▶ _Task to complete_
Copy exactly the lines of the data below that run from the line holding "a non-retryable error." through the line holding "whose creation failed.", both ends included.

Dataset entries

+ + + + +

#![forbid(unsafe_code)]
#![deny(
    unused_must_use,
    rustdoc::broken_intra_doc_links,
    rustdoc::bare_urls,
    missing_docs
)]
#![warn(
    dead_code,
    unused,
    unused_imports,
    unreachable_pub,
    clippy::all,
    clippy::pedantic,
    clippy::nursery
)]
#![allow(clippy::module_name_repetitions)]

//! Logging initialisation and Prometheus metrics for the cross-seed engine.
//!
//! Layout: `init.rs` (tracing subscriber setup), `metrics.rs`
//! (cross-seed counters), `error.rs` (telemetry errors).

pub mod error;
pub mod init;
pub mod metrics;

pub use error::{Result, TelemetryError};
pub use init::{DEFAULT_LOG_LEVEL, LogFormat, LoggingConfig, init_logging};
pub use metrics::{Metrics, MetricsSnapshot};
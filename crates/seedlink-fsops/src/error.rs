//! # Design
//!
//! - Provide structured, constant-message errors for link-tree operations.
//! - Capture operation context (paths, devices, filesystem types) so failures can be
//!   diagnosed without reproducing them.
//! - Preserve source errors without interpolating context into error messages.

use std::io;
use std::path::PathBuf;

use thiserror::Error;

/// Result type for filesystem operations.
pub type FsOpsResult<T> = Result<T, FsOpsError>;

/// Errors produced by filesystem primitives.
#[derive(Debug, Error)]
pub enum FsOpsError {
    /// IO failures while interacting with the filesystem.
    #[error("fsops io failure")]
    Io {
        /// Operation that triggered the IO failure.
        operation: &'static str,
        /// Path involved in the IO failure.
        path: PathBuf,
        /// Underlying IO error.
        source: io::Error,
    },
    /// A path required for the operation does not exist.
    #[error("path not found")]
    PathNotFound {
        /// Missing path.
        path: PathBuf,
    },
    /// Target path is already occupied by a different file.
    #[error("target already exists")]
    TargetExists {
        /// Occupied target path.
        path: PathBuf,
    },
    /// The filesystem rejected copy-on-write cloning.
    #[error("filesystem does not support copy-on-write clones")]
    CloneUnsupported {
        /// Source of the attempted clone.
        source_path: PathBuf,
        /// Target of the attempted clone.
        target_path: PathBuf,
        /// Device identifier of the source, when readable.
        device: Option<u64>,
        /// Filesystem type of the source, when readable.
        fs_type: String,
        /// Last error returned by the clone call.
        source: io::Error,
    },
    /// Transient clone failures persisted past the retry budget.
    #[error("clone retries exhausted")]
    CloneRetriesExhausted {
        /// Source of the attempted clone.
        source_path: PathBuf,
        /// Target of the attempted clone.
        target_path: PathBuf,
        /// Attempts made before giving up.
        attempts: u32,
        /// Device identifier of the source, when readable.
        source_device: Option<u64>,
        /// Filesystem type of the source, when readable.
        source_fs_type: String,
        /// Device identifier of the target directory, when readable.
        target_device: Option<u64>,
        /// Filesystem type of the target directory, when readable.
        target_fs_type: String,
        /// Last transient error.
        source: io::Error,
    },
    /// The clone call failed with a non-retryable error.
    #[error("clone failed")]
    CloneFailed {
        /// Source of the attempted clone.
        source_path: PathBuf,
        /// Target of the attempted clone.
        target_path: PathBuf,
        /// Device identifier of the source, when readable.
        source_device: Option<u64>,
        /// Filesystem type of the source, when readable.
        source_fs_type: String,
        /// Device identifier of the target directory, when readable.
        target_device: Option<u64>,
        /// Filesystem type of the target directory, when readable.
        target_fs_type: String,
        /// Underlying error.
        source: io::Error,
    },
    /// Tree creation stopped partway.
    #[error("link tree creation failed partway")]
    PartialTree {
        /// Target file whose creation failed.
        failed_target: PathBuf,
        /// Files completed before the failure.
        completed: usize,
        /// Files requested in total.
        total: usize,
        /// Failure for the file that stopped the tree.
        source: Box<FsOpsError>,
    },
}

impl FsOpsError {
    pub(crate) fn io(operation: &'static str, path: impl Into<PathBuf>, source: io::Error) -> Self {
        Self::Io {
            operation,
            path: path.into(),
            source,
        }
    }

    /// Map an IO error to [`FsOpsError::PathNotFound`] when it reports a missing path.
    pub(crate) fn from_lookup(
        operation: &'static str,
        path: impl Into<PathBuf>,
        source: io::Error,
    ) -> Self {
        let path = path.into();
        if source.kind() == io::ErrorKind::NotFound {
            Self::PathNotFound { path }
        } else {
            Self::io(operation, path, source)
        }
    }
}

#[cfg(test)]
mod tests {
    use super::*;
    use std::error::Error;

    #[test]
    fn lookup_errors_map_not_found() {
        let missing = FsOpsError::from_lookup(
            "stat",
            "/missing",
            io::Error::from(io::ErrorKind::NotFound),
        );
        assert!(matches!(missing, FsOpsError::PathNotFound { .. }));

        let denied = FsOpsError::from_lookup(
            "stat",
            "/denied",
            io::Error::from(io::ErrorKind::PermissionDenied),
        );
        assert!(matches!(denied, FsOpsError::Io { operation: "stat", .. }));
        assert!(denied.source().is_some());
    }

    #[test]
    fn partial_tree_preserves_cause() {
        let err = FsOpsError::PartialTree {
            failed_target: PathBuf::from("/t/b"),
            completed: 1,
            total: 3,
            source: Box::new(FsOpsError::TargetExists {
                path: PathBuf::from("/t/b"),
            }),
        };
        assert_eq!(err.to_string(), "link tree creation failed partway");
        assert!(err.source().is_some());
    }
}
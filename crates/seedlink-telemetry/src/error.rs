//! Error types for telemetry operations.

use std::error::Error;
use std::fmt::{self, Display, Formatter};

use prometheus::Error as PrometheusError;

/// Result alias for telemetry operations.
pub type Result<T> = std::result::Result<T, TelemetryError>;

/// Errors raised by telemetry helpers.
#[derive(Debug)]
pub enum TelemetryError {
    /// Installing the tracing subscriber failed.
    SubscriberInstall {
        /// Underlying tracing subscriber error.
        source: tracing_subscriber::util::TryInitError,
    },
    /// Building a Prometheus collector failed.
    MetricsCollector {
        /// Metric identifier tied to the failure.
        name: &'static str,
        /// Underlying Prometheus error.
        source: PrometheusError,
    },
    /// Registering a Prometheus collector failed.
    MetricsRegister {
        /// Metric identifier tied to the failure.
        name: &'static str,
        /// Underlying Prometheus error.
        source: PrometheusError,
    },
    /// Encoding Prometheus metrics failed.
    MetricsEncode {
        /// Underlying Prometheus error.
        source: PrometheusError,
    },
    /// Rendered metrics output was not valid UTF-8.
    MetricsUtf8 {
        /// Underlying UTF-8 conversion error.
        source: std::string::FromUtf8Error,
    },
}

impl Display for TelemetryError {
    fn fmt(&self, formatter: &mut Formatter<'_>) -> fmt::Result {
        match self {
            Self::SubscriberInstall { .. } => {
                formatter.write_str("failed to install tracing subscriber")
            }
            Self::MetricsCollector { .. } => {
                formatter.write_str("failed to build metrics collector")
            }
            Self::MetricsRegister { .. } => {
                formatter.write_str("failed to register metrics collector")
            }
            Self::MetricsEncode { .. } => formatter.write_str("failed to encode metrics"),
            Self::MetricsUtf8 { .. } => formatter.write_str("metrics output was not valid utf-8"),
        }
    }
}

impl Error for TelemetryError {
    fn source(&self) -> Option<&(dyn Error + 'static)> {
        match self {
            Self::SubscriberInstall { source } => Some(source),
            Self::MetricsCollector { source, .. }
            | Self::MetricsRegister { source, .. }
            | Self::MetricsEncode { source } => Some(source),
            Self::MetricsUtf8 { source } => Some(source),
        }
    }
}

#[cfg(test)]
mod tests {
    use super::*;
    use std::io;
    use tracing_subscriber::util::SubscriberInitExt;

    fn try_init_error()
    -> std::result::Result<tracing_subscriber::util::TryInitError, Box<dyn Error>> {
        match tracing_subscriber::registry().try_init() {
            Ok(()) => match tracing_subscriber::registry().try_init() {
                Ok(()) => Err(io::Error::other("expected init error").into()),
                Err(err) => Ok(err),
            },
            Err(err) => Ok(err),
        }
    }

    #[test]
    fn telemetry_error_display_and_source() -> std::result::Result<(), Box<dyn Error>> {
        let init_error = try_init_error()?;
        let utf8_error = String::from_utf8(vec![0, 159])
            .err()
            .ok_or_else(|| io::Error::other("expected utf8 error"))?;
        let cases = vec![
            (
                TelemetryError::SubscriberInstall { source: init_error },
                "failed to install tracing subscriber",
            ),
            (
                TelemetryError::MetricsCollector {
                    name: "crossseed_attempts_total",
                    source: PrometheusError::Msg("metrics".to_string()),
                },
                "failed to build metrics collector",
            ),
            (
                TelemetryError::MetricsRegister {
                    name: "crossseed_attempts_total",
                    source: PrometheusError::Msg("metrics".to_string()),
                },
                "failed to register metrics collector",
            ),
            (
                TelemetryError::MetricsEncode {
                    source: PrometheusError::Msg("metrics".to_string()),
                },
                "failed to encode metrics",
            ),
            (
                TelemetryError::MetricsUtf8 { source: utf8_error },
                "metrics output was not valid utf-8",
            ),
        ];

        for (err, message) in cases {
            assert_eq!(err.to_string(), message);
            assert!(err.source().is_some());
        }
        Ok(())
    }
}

+ + + + +

▶ _Answer section_
    /// The clone call failed with a non-retryable error.
    #[error("clone failed")]
    CloneFailed {
        /// Source of the attempted clone.
        source_path: PathBuf,
        /// Target of the attempted clone.
        target_path: PathBuf,
        /// Device identifier of the source, when readable.
        source_device: Option<u64>,
        /// Filesystem type of the source, when readable.
        source_fs_type: String,
        /// Device identifier of the target directory, when readable.
        target_device: Option<u64>,
        /// Filesystem type of the target directory, when readable.
        target_fs_type: String,
        /// Underlying error.
        source: io::Error,
    },
    /// Tree creation stopped partway.
    #[error("link tree creation failed partway")]
    PartialTree {
        /// Target file whose creation failed.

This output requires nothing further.